U.S. Carriers: Road Back To Normal Will Be Long And Hard

American Airlines pilot checking tail before flight
An American Airlines pilot checks the aircraft's tail before flight.
Credit: American Airlines

The gradual recovery in commercial aircraft utilization seen through the summer offered hope to U.S. carriers that the worst of the crisis may have passed however a return to decline in September has shown that the path forward is will be filled with twists and turns along the way.

After they collectively raised more than $100 billion this year to combat the worst downturn in commercial aviation history, including $50 billion in government funds provided by the Coronavirus Aid, Relief and Economic Security (CARES) Act, no major U.S. airline currently faces a significant near-term risk of going bankrupt.

While daily throughput tracked by TSA remains down more than 60% from last year, domestic leisure volumes have already recovered to around 85-90% of 2019 levels, according to a recent report from Cowen analyst Helane Becker.

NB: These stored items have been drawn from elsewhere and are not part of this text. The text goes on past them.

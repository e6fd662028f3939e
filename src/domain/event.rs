use crate::domain::CalendarDate;
use std::fmt;

/// Input coming back from whatever renders the picker.
#[derive(Debug, Clone, Copy, PartialEq, Eq)]
pub enum PickerEvent {
    Previous,
    Next,
    SelectYear(i32),
    ClickDate(CalendarDate),
}

impl fmt::Display for PickerEvent {
    fn fmt(&self, f: &mut fmt::Formatter<'_>) -> fmt::Result {
        match self {
            PickerEvent::Previous => write!(f, "prev"),
            PickerEvent::Next => write!(f, "next"),
            PickerEvent::SelectYear(year) => write!(f, "year {year}"),
            PickerEvent::ClickDate(date) => write!(f, "click {date}"),
        }
    }
}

Business travel, by contrast, is currently down more than 90%, and international demand is “nearly nonexistent,” Becker wrote.


Daily passenger traffic in the U.S. has recently started to top 1 million people on peak days, composed almost entirely of leisure and visiting friends and relatives (VFR) travel, compared with an average 2.5 million daily travelers in 2019. Prior to the pandemic, domestic leisure travel accounted for about 40% of total traffic, with the remainder evenly split between the corporate and international segments.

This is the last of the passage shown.